Look through the material below and copy every line containing the word "stored".
----
//! Field-level validation results
//!
//! Recoverable validation outcomes are data, not failures: a check returns
//! either `Valid` or the ordered list of field violations, and the caller
//! re-prompts. Nothing here aborts.

use serde::{Deserialize, Serialize};
use std::fmt;

/// A single field violation: which field, and why
#[derive(Debug, Clone, PartialEq, Eq, Serialize, Deserialize)]
pub struct FieldError {
    pub field: String,
    pub reason: String,
}

impl FieldError {
    pub fn new(field: impl Into<String>, reason: impl Into<String>) -> Self {
        Self {
            field: field.into(),
            reason: reason.into(),
        }
    }
}

impl fmt::Display for FieldError {
    fn fmt(&self, f: &mut fmt::Formatter<'_>) -> fmt::Result {
        write!(f, "{}: {}", self.field, self.reason)
    }
}

/// Outcome of validating a candidate record
#[derive(Debug, Clone, PartialEq, Eq, Serialize, Deserialize)]
pub enum ValidationResult {
    /// All constraints satisfied
    Valid,
    /// One or more violations, in field order
    Invalid(Vec<FieldError>),
}

impl ValidationResult {
    /// Build a result from collected violations (empty list means valid)
    pub fn from_errors(errors: Vec<FieldError>) -> Self {
        if errors.is_empty() {
            ValidationResult::Valid
        } else {
            ValidationResult::Invalid(errors)
        }
    }

    pub fn is_valid(&self) -> bool {
        matches!(self, ValidationResult::Valid)
    }

    /// The violations, empty when valid
    pub fn errors(&self) -> &[FieldError] {
        match self {
            ValidationResult::Valid => &[],
            ValidationResult::Invalid(errors) => errors,
        }
    }

    /// Consume into the violation list, empty when valid
    pub fn into_errors(self) -> Vec<FieldError> {
        match self {
            ValidationResult::Valid => Vec::new(),
            ValidationResult::Invalid(errors) => errors,
        }
    }
}
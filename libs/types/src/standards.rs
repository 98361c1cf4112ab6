//! Fixed reporting and compliance standard catalogs
//!
//! Catalogs are static configuration data, not computed. Ids are stable
//! strings so a collaborator can swap or extend a catalog without touching
//! engine logic. The wizard selects from `REPORTING_STANDARDS`; the
//! compliance dashboard reads `COMPLIANCE_STANDARDS`.

use serde::{Deserialize, Serialize};
use std::fmt;

/// A reporting standard the wizard can select
#[derive(Debug, Clone, Copy, PartialEq, Eq, Serialize)]
pub struct StandardInfo {
    pub id: &'static str,
    pub name: &'static str,
}

/// Selectable reporting standards, in catalog order.
///
/// `ReportConfiguration.standards` is ordered by this catalog regardless
/// of selection order.
pub const REPORTING_STANDARDS: [StandardInfo; 4] = [
    StandardInfo {
        id: "gri",
        name: "Global Reporting Initiative (GRI)",
    },
    StandardInfo {
        id: "sasb",
        name: "Sustainability Accounting Standards Board (SASB)",
    },
    StandardInfo {
        id: "tcfd",
        name: "Task Force on Climate-related Financial Disclosures (TCFD)",
    },
    StandardInfo {
        id: "cdp",
        name: "Carbon Disclosure Project (CDP)",
    },
];

/// Look up a reporting standard by id
pub fn reporting_standard(id: &str) -> Option<&'static StandardInfo> {
    REPORTING_STANDARDS.iter().find(|s| s.id == id)
}

/// Whether an id belongs to the reporting-standard catalog
pub fn is_reporting_standard(id: &str) -> bool {
    reporting_standard(id).is_some()
}

/// Compliance posture against a standard
#[derive(Debug, Clone, Copy, PartialEq, Eq, Hash, Serialize, Deserialize)]
#[serde(rename_all = "kebab-case")]
pub enum ComplianceStatus {
    Compliant,
    Partial,
    NonCompliant,
}

impl ComplianceStatus {
    /// Stable display label
    pub fn as_str(&self) -> &'static str {
        match self {
            ComplianceStatus::Compliant => "compliant",
            ComplianceStatus::Partial => "partial",
            ComplianceStatus::NonCompliant => "non-compliant",
        }
    }
}

impl fmt::Display for ComplianceStatus {
    fn fmt(&self, f: &mut fmt::Formatter<'_>) -> fmt::Result {
        write!(f, "{}", self.as_str())
    }
}

/// A compliance-dashboard standard with its current posture
#[derive(Debug, Clone, Copy, PartialEq, Eq, Serialize)]
pub struct ComplianceStandard {
    pub id: &'static str,
    pub name: &'static str,
    pub status: ComplianceStatus,
}

/// Compliance-dashboard catalog
pub const COMPLIANCE_STANDARDS: [ComplianceStandard; 12] = [
    ComplianceStandard {
        id: "gri",
        name: "Global Reporting Initiative (GRI)",
        status: ComplianceStatus::Compliant,
    },
    ComplianceStandard {
        id: "sasb",
        name: "Sustainability Accounting Standards Board (SASB)",
        status: ComplianceStatus::Partial,
    },
    ComplianceStandard {
        id: "tcfd",
        name: "Task Force on Climate-related Financial Disclosures (TCFD)",
        status: ComplianceStatus::NonCompliant,
    },
    ComplianceStandard {
        id: "ungc",
        name: "UN Global Compact (UNGC)",
        status: ComplianceStatus::Compliant,
    },
    ComplianceStandard {
        id: "brsr",
        name: "Business Responsibility and Sustainability Report (BRSR)",
        status: ComplianceStatus::Partial,
    },
    ComplianceStandard {
        id: "lodr",
        name: "SEBI Listing Obligations and Disclosure Requirements (LODR)",
        status: ComplianceStatus::Compliant,
    },
    ComplianceStandard {
        id: "ccdr",
        name: "Canadian Climate-related Disclosure Requirements (CCDR)",
        status: ComplianceStatus::NonCompliant,
    },
    ComplianceStandard {
        id: "csrd",
        name: "Corporate Sustainability Reporting Directive (CSRD)",
        status: ComplianceStatus::Partial,
    },
    ComplianceStandard {
        id: "nfrd",
        name: "Non-Financial Reporting Directive (NFRD)",
        status: ComplianceStatus::Compliant,
    },
    ComplianceStandard {
        id: "sfdr",
        name: "Sustainable Finance Disclosure Regulation (SFDR)",
        status: ComplianceStatus::NonCompliant,
    },
    ComplianceStandard {
        id: "cdp",
        name: "Carbon Disclosure Project (CDP)",
        status: ComplianceStatus::Partial,
    },
    ComplianceStandard {
        id: "djsi",
        name: "Dow Jones Sustainability Indices (DJSI)",
        status: ComplianceStatus::Compliant,
    },
];

/// Look up a compliance standard by id
pub fn compliance_standard(id: &str) -> Option<&'static ComplianceStandard> {
    COMPLIANCE_STANDARDS.iter().find(|s| s.id == id)
}
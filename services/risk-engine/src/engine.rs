//! Risk Engine — orchestrator
//!
//! Ties together validation, the registry, and scoring behind one facade
//! the presentation layer can hold. Levels are always recomputed from the
//! stored ratings at read time.

use serde::{Deserialize, Serialize};
use types::errors::RiskError;
use types::ids::RiskId;
use types::risk::{Risk, RiskDraft, RiskLevel};
use types::validation::ValidationResult;

use crate::registry::RiskRegistry;
use crate::scoring;
use crate::validator;

/// Record counts per risk level, for dashboard consumption
#[derive(Debug, Clone, Copy, PartialEq, Eq, Default, Serialize, Deserialize)]
pub struct RiskProfile {
    pub total: usize,
    pub high: usize,
    pub medium: usize,
    pub low: usize,
}

/// Risk engine service
#[derive(Debug, Clone, Default)]
pub struct RiskEngine {
    registry: RiskRegistry,
}

impl RiskEngine {
    /// Create an engine with an empty registry
    pub fn new() -> Self {
        Self::default()
    }

    /// Read-only view of the registry
    pub fn registry(&self) -> &RiskRegistry {
        &self.registry
    }

    /// Validate a candidate without writing anything
    pub fn validate(&self, draft: &RiskDraft) -> ValidationResult {
        validator::validate(draft)
    }

    /// Insert or replace a record (see `RiskRegistry::upsert`)
    pub fn upsert(&mut self, draft: RiskDraft) -> Result<RiskId, RiskError> {
        self.registry.upsert(draft)
    }

    /// Remove a record by id; idempotent
    pub fn remove(&mut self, id: &RiskId) -> bool {
        self.registry.remove(id)
    }

    /// Current level of a stored record, recomputed from its ratings
    pub fn level_of(&self, id: &RiskId) -> Option<RiskLevel> {
        self.registry
            .get(id)
            .map(|risk| scoring::classify(risk.likelihood, risk.impact))
    }

    /// Current score of a stored record
    pub fn score_of(&self, id: &RiskId) -> Option<u8> {
        self.registry
            .get(id)
            .map(|risk| scoring::risk_score(risk.likelihood, risk.impact))
    }

    /// Summarize the registry as counts per level
    pub fn profile(&self) -> RiskProfile {
        let mut profile = RiskProfile::default();
        for risk in self.registry.iter() {
            profile.total += 1;
            match scoring::classify(risk.likelihood, risk.impact) {
                RiskLevel::High => profile.high += 1,
                RiskLevel::Medium => profile.medium += 1,
                RiskLevel::Low => profile.low += 1,
            }
        }
        profile
    }

    /// Records currently at the given level (no ordering guarantee)
    pub fn at_level(&self, level: RiskLevel) -> Vec<&Risk> {
        self.registry
            .iter()
            .filter(|risk| scoring::classify(risk.likelihood, risk.impact) == level)
            .collect()
    }
}

#[cfg(test)]
mod tests {
    use super::*;

    fn draft(name: &str, likelihood: i64, impact: i64) -> RiskDraft {
        RiskDraft {
            id: None,
            name: name.to_string(),
            category: "Governance".to_string(),
            likelihood,
            impact,
            mitigation_strategy: "Monitor and review quarterly".to_string(),
        }
    }

    #[test]
    fn test_level_recomputed_after_edit() {
        let mut engine = RiskEngine::new();
        let id = engine.upsert(draft("Data Privacy Breach", 2, 3)).unwrap();
        assert_eq!(engine.level_of(&id), Some(RiskLevel::Low));

        // Edit ratings; the level must follow immediately, no staleness.
        let mut update = draft("Data Privacy Breach", 4, 5);
        update.id = Some(id);
        engine.upsert(update).unwrap();
        assert_eq!(engine.level_of(&id), Some(RiskLevel::High));
        assert_eq!(engine.score_of(&id), Some(20));
    }

    #[test]
    fn test_level_of_unknown_id_is_none() {
        let engine = RiskEngine::new();
        assert_eq!(engine.level_of(&RiskId::new()), None);
    }

    #[test]
    fn test_profile_counts() {
        let mut engine = RiskEngine::new();
        engine.upsert(draft("High risk", 4, 5)).unwrap(); // 20 → High
        engine.upsert(draft("Medium risk", 3, 3)).unwrap(); // 9 → Medium
        engine.upsert(draft("Low risk", 1, 2)).unwrap(); // 2 → Low
        engine.upsert(draft("Another low", 2, 3)).unwrap(); // 6 → Low

        let profile = engine.profile();
        assert_eq!(profile.total, 4);
        assert_eq!(profile.high, 1);
        assert_eq!(profile.medium, 1);
        assert_eq!(profile.low, 2);
    }

    #[test]
    fn test_at_level_filters() {
        let mut engine = RiskEngine::new();
        engine.upsert(draft("A", 5, 5)).unwrap();
        engine.upsert(draft("B", 3, 5)).unwrap();
        engine.upsert(draft("C", 1, 1)).unwrap();

        let high = engine.at_level(RiskLevel::High);
        assert_eq!(high.len(), 2);

        let medium = engine.at_level(RiskLevel::Medium);
        assert!(medium.is_empty());
    }

    #[test]
    fn test_rejected_write_reported_through_engine() {
        let mut engine = RiskEngine::new();
        let err = engine.upsert(draft("", 3, 3)).unwrap_err();
        assert!(matches!(err, RiskError::Rejected(_)));
        assert_eq!(engine.profile().total, 0);
    }
}
//! Risk assessment types
//!
//! A risk record pairs a likelihood and impact rating (each on a bounded
//! 1-5 scale) with a category and mitigation strategy. The risk level is
//! never stored on the record: it is derived from likelihood x impact at
//! read time so an edit can never leave a stale level behind.

use crate::errors::RiskError;
use crate::ids::RiskId;
use serde::{Deserialize, Serialize};
use std::fmt;
use std::str::FromStr;

/// ESG risk category
#[derive(Debug, Clone, Copy, PartialEq, Eq, Hash, Serialize, Deserialize)]
pub enum RiskCategory {
    Environmental,
    Social,
    Governance,
}

impl RiskCategory {
    /// Stable display label
    pub fn as_str(&self) -> &'static str {
        match self {
            RiskCategory::Environmental => "Environmental",
            RiskCategory::Social => "Social",
            RiskCategory::Governance => "Governance",
        }
    }

    /// All categories in canonical order
    pub fn all() -> [RiskCategory; 3] {
        [
            RiskCategory::Environmental,
            RiskCategory::Social,
            RiskCategory::Governance,
        ]
    }
}

impl FromStr for RiskCategory {
    type Err = RiskError;

    fn from_str(s: &str) -> Result<Self, Self::Err> {
        match s {
            "Environmental" => Ok(RiskCategory::Environmental),
            "Social" => Ok(RiskCategory::Social),
            "Governance" => Ok(RiskCategory::Governance),
            other => Err(RiskError::UnknownCategory(other.to_string())),
        }
    }
}

impl fmt::Display for RiskCategory {
    fn fmt(&self, f: &mut fmt::Formatter<'_>) -> fmt::Result {
        write!(f, "{}", self.as_str())
    }
}

/// Derived risk classification
///
/// Ordering follows severity: `Low < Medium < High`.
#[derive(Debug, Clone, Copy, PartialEq, Eq, PartialOrd, Ord, Hash, Serialize, Deserialize)]
pub enum RiskLevel {
    Low,
    Medium,
    High,
}

impl RiskLevel {
    /// Stable display label
    pub fn as_str(&self) -> &'static str {
        match self {
            RiskLevel::Low => "Low",
            RiskLevel::Medium => "Medium",
            RiskLevel::High => "High",
        }
    }
}

impl fmt::Display for RiskLevel {
    fn fmt(&self, f: &mut fmt::Formatter<'_>) -> fmt::Result {
        write!(f, "{}", self.as_str())
    }
}

/// Bounded rating on the 1-5 assessment scale
///
/// Invariant: 1 <= value <= 5. The only way to obtain a `Rating` is through
/// `new`/`try_from`, so a stored `Risk` can never hold an out-of-range
/// likelihood or impact. Out-of-range input is an explicit error, never
/// clamped.
#[derive(Debug, Clone, Copy, PartialEq, Eq, PartialOrd, Ord, Hash, Serialize, Deserialize)]
#[serde(try_from = "u8", into = "u8")]
pub struct Rating(u8);

/// Lowest valid rating value
pub const RATING_MIN: u8 = 1;
/// Highest valid rating value
pub const RATING_MAX: u8 = 5;

impl Rating {
    /// Create a rating, rejecting values outside [1,5]
    pub fn new(value: u8) -> Result<Self, RiskError> {
        if (RATING_MIN..=RATING_MAX).contains(&value) {
            Ok(Self(value))
        } else {
            Err(RiskError::RatingOutOfRange {
                value: value as i64,
            })
        }
    }

    /// Get the raw value (guaranteed in [1,5])
    pub fn get(&self) -> u8 {
        self.0
    }
}

impl TryFrom<u8> for Rating {
    type Error = RiskError;

    fn try_from(value: u8) -> Result<Self, Self::Error> {
        Rating::new(value)
    }
}

impl TryFrom<i64> for Rating {
    type Error = RiskError;

    fn try_from(value: i64) -> Result<Self, Self::Error> {
        u8::try_from(value)
            .map_err(|_| RiskError::RatingOutOfRange { value })
            .and_then(Rating::new)
            .map_err(|_| RiskError::RatingOutOfRange { value })
    }
}

impl From<Rating> for u8 {
    fn from(rating: Rating) -> u8 {
        rating.0
    }
}

impl fmt::Display for Rating {
    fn fmt(&self, f: &mut fmt::Formatter<'_>) -> fmt::Result {
        write!(f, "{}", self.0)
    }
}

/// A validated risk record
///
/// Constructed through the risk engine (`RiskRegistry::upsert`), which
/// assigns the id and enforces the field constraints. The id is immutable
/// once created.
#[derive(Debug, Clone, PartialEq, Eq, Serialize, Deserialize)]
pub struct Risk {
    pub id: RiskId,
    pub name: String,
    pub category: RiskCategory,
    pub likelihood: Rating,
    pub impact: Rating,
    pub mitigation_strategy: String,
}

impl Risk {
    /// Create a risk record from already-validated parts
    pub fn new(
        id: RiskId,
        name: impl Into<String>,
        category: RiskCategory,
        likelihood: Rating,
        impact: Rating,
        mitigation_strategy: impl Into<String>,
    ) -> Self {
        Self {
            id,
            name: name.into(),
            category,
            likelihood,
            impact,
            mitigation_strategy: mitigation_strategy.into(),
        }
    }
}

/// Raw caller-supplied risk candidate, prior to validation
///
/// Carries unparsed field values so the validator can report every
/// violation as field-level data instead of failing on the first bad
/// input. `id` is `None` for a create and `Some` for an update.
#[derive(Debug, Clone, PartialEq, Eq, Serialize, Deserialize)]
pub struct RiskDraft {
    pub id: Option<RiskId>,
    pub name: String,
    pub category: String,
    pub likelihood: i64,
    pub impact: i64,
    pub mitigation_strategy: String,
}

impl RiskDraft {
    /// Convert into a validated record under the given id.
    ///
    /// Performs only the typed conversions (category parse, rating range);
    /// textual constraints are the validator's job and are expected to have
    /// been checked already.
    pub fn into_risk(self, id: RiskId) -> Result<Risk, RiskError> {
        let category = RiskCategory::from_str(&self.category)?;
        let likelihood = Rating::try_from(self.likelihood)?;
        let impact = Rating::try_from(self.impact)?;
        Ok(Risk::new(
            id,
            self.name,
            category,
            likelihood,
            impact,
            self.mitigation_strategy,
        ))
    }
}
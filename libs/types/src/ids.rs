//! Unique identifier types for platform entities
//!
//! All IDs use UUID v7 for time-sortable ordering, enabling efficient
//! chronological queries. Each entity gets its own newtype so a RiskId
//! can never be passed where a ProjectId is expected.

use serde::{Deserialize, Serialize};
use std::fmt;
use uuid::Uuid;

macro_rules! entity_id {
    ($(#[$doc:meta])* $name:ident) => {
        $(#[$doc])*
        #[derive(Debug, Clone, Copy, PartialEq, Eq, Hash, Serialize, Deserialize)]
        #[serde(transparent)]
        pub struct $name(Uuid);

        impl $name {
            /// Create a new identifier with the current timestamp
            pub fn new() -> Self {
                Self(Uuid::now_v7())
            }

            /// Create from an existing UUID
            pub fn from_uuid(uuid: Uuid) -> Self {
                Self(uuid)
            }

            /// Get the inner UUID
            pub fn as_uuid(&self) -> &Uuid {
                &self.0
            }
        }

        impl Default for $name {
            fn default() -> Self {
                Self::new()
            }
        }

        impl fmt::Display for $name {
            fn fmt(&self, f: &mut fmt::Formatter<'_>) -> fmt::Result {
                write!(f, "{}", self.0)
            }
        }
    };
}

entity_id! {
    /// Unique identifier for a risk record
    RiskId
}

entity_id! {
    /// Unique identifier for a CSR project
    ProjectId
}

entity_id! {
    /// Unique identifier for a sustainability report
    ReportId
}

entity_id! {
    /// Unique identifier for a stakeholder
    StakeholderId
}

entity_id! {
    /// Unique identifier for a stored document
    DocumentId
}
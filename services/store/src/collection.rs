//! Generic keyed collection
//!
//! The dashboard entities all mutate the same way: copy-and-replace by id.
//! One generic collection keeps those semantics in a single place instead
//! of repeating them per entity. Single-owner: each collection belongs to
//! exactly one caller, so no locking discipline is required.

use std::collections::HashMap;
use std::hash::Hash;
use tracing::debug;

use types::document::Document;
use types::ids::{DocumentId, ProjectId, ReportId, StakeholderId};
use types::project::Project;
use types::report::Report;
use types::stakeholder::Stakeholder;

/// An entity with a copyable identifier
pub trait Entity {
    type Id: Eq + Hash + Copy;

    fn id(&self) -> Self::Id;
}

impl Entity for Project {
    type Id = ProjectId;

    fn id(&self) -> ProjectId {
        self.id
    }
}

impl Entity for Report {
    type Id = ReportId;

    fn id(&self) -> ReportId {
        self.id
    }
}

impl Entity for Stakeholder {
    type Id = StakeholderId;

    fn id(&self) -> StakeholderId {
        self.id
    }
}

impl Entity for Document {
    type Id = DocumentId;

    fn id(&self) -> DocumentId {
        self.id
    }
}

/// Owned id → entity mapping with replace-by-id update semantics.
///
/// No iteration order is guaranteed; display ordering belongs to the
/// consumer.
#[derive(Debug, Clone)]
pub struct Collection<T: Entity> {
    items: HashMap<T::Id, T>,
}

impl<T: Entity> Collection<T> {
    /// Create an empty collection
    pub fn new() -> Self {
        Self {
            items: HashMap::new(),
        }
    }

    pub fn len(&self) -> usize {
        self.items.len()
    }

    pub fn is_empty(&self) -> bool {
        self.items.is_empty()
    }

    /// Look up an entity by id
    pub fn get(&self, id: &T::Id) -> Option<&T> {
        self.items.get(id)
    }

    /// Iterate entities (no ordering guarantee)
    pub fn iter(&self) -> impl Iterator<Item = &T> {
        self.items.values()
    }

    /// Add an entity under its own id, returning that id
    pub fn add(&mut self, entity: T) -> T::Id {
        let id = entity.id();
        self.items.insert(id, entity);
        id
    }

    /// Replace the stored entity with the same id, in full.
    ///
    /// A no-op returning `false` when the id is unknown; no partial-field
    /// merge ever happens.
    pub fn update(&mut self, entity: T) -> bool {
        let id = entity.id();
        if let Some(slot) = self.items.get_mut(&id) {
            *slot = entity;
            true
        } else {
            debug!("update skipped: id not present");
            false
        }
    }

    /// Remove an entity by id. Idempotent.
    pub fn remove(&mut self, id: &T::Id) -> bool {
        self.items.remove(id).is_some()
    }
}

impl<T: Entity> Default for Collection<T> {
    fn default() -> Self {
        Self::new()
    }
}
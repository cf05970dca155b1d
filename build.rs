// build.rs
// 1. 读取JSON格式构建配置
// 2. 遍历内置汉化规则目录（分类目录/规则文件 两级结构）
// 3. 序列化为JSON包，可选LZ4压缩
// 4. 产物供主程序通过include_bytes!固化进最终二进制
use serde::{Deserialize, Serialize};
use std::error::Error;
use std::{fs, path::Path};
use walkdir::WalkDir;

/// 构建期配置结构体
#[derive(Debug, Deserialize)]
struct BuildConfig {
    /// 内置规则根目录
    rules_dir: String,
    /// 打包产物文件名
    bundle_output_name: String,
    /// 是否启用LZ4压缩
    enable_compress: bool,
}

/// 打包条目，字段须与 src/rule/source/embedded.rs 中的 BundledDocument 保持一致
#[derive(Debug, Serialize)]
struct BundledDocument {
    category: String,
    name: String,
    content: String,
}

fn main() -> Result<(), Box<dyn Error>> {
    // 未开启嵌入式规则feature时不执行构建逻辑
    if std::env::var("CARGO_FEATURE_EMBEDDED_RULES").is_err() {
        return Ok(());
    }

    println!("cargo:rerun-if-changed=build_config.json");
    println!("cargo:rerun-if-changed=build.rs");

    let config_path = Path::new("build_config.json");
    let config_content = fs::read_to_string(config_path)
        .map_err(|e| format!("读取构建配置文件失败: {} - {}", config_path.display(), e))?;

    let cfg = serde_json::from_str::<BuildConfig>(&config_content)
        .map_err(|e| format!("解析build_config.json失败: {}", e))?;

    println!("cargo:rerun-if-changed={}", cfg.rules_dir);

    let rules_root = Path::new(&cfg.rules_dir);
    let mut documents = Vec::new();

    if rules_root.is_dir() {
        // 只收集 分类目录/文件 两级，其余层级忽略
        for entry in WalkDir::new(rules_root)
            .min_depth(2)
            .max_depth(2)
            .sort_by_file_name()
        {
            let entry = entry.map_err(|e| format!("遍历规则目录失败: {}", e))?;
            if !entry.file_type().is_file() {
                continue;
            }

            let path = entry.path();
            println!("cargo:rerun-if-changed={}", path.display());

            let category = path
                .parent()
                .and_then(|p| p.file_name())
                .map(|n| n.to_string_lossy().into_owned())
                .ok_or_else(|| format!("无法解析分类目录: {}", path.display()))?;
            let name = entry.file_name().to_string_lossy().into_owned();
            let content = fs::read_to_string(path)
                .map_err(|e| format!("读取规则文件失败: {} - {}", path.display(), e))?;

            documents.push(BundledDocument { category, name, content });
        }
    } else {
        println!(
            "cargo:warning=内置规则目录不存在: {}，将生成空规则包",
            rules_root.display()
        );
    }

    let bundle_bin = serde_json::to_vec(&documents)
        .map_err(|e| format!("JSON序列化规则包失败: {}", e))?;

    let bundle = if cfg.enable_compress {
        use lz4_flex::compress_prepend_size;
        compress_prepend_size(&bundle_bin)
    } else {
        bundle_bin
    };

    let out_dir = std::env::var("OUT_DIR")?;
    let out_path = Path::new(&out_dir).join(&cfg.bundle_output_name);
    fs::write(&out_path, &bundle)
        .map_err(|e| format!("写入规则包失败: {} - {}", out_path.display(), e))?;

    // 向编译环境注入构建配置常量，供 embedded.rs 读取
    println!(
        "cargo:rustc-env=RULE_BUNDLE_FILENAME={}",
        cfg.bundle_output_name
    );
    println!(
        "cargo:rustc-env=RULE_BUNDLE_COMPRESSED={}",
        if cfg.enable_compress { "1" } else { "0" }
    );

    Ok(())
}
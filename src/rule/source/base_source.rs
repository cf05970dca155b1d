//! 通用只读规则源 Trait
//! 规则源按 分类目录 → 规则文档 两级组织，加载器只依赖此抽象

use std::fmt;

use serde::Serialize;

use crate::error::I18nResult;

/// 规则源类型（仅用于诊断输出，不影响加载行为）
#[derive(Debug, Clone, Copy, PartialEq, Eq, Serialize)]
pub enum RuleSourceKind {
    /// 外部规则目录
    Filesystem,
    /// 编译期内置规则包
    Embedded,
}

impl fmt::Display for RuleSourceKind {
    fn fmt(&self, f: &mut fmt::Formatter<'_>) -> fmt::Result {
        match self {
            RuleSourceKind::Filesystem => write!(f, "外部规则目录"),
            RuleSourceKind::Embedded => write!(f, "内置规则"),
        }
    }
}

pub trait RuleSource: fmt::Debug + Send + Sync {
    fn kind(&self) -> RuleSourceKind;

    /// 规则根位置描述（目录路径或内置资源路径）
    fn describe(&self) -> String;

    /// 一级分类名（已排序）；根位置本身无法列出时返回错误
    fn categories(&self) -> I18nResult<Vec<String>>;

    /// 分类下的所有文件名（已排序，不过滤扩展名）
    fn documents(&self, category: &str) -> I18nResult<Vec<String>>;

    /// 文档的完整路径或资源路径
    fn origin_path(&self, category: &str, name: &str) -> String;

    fn read_document(&self, category: &str, name: &str) -> I18nResult<String>;
}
----
§ Your response:
//! stored ratings at read time.
    /// Current level of a stored record, recomputed from its ratings
    /// Current score of a stored record
//! never stored on the record: it is derived from likelihood x impact at
/// `new`/`try_from`, so a stored `Risk` can never hold an out-of-range
    /// Unique identifier for a stored document
    /// Replace the stored entity with the same id, in full.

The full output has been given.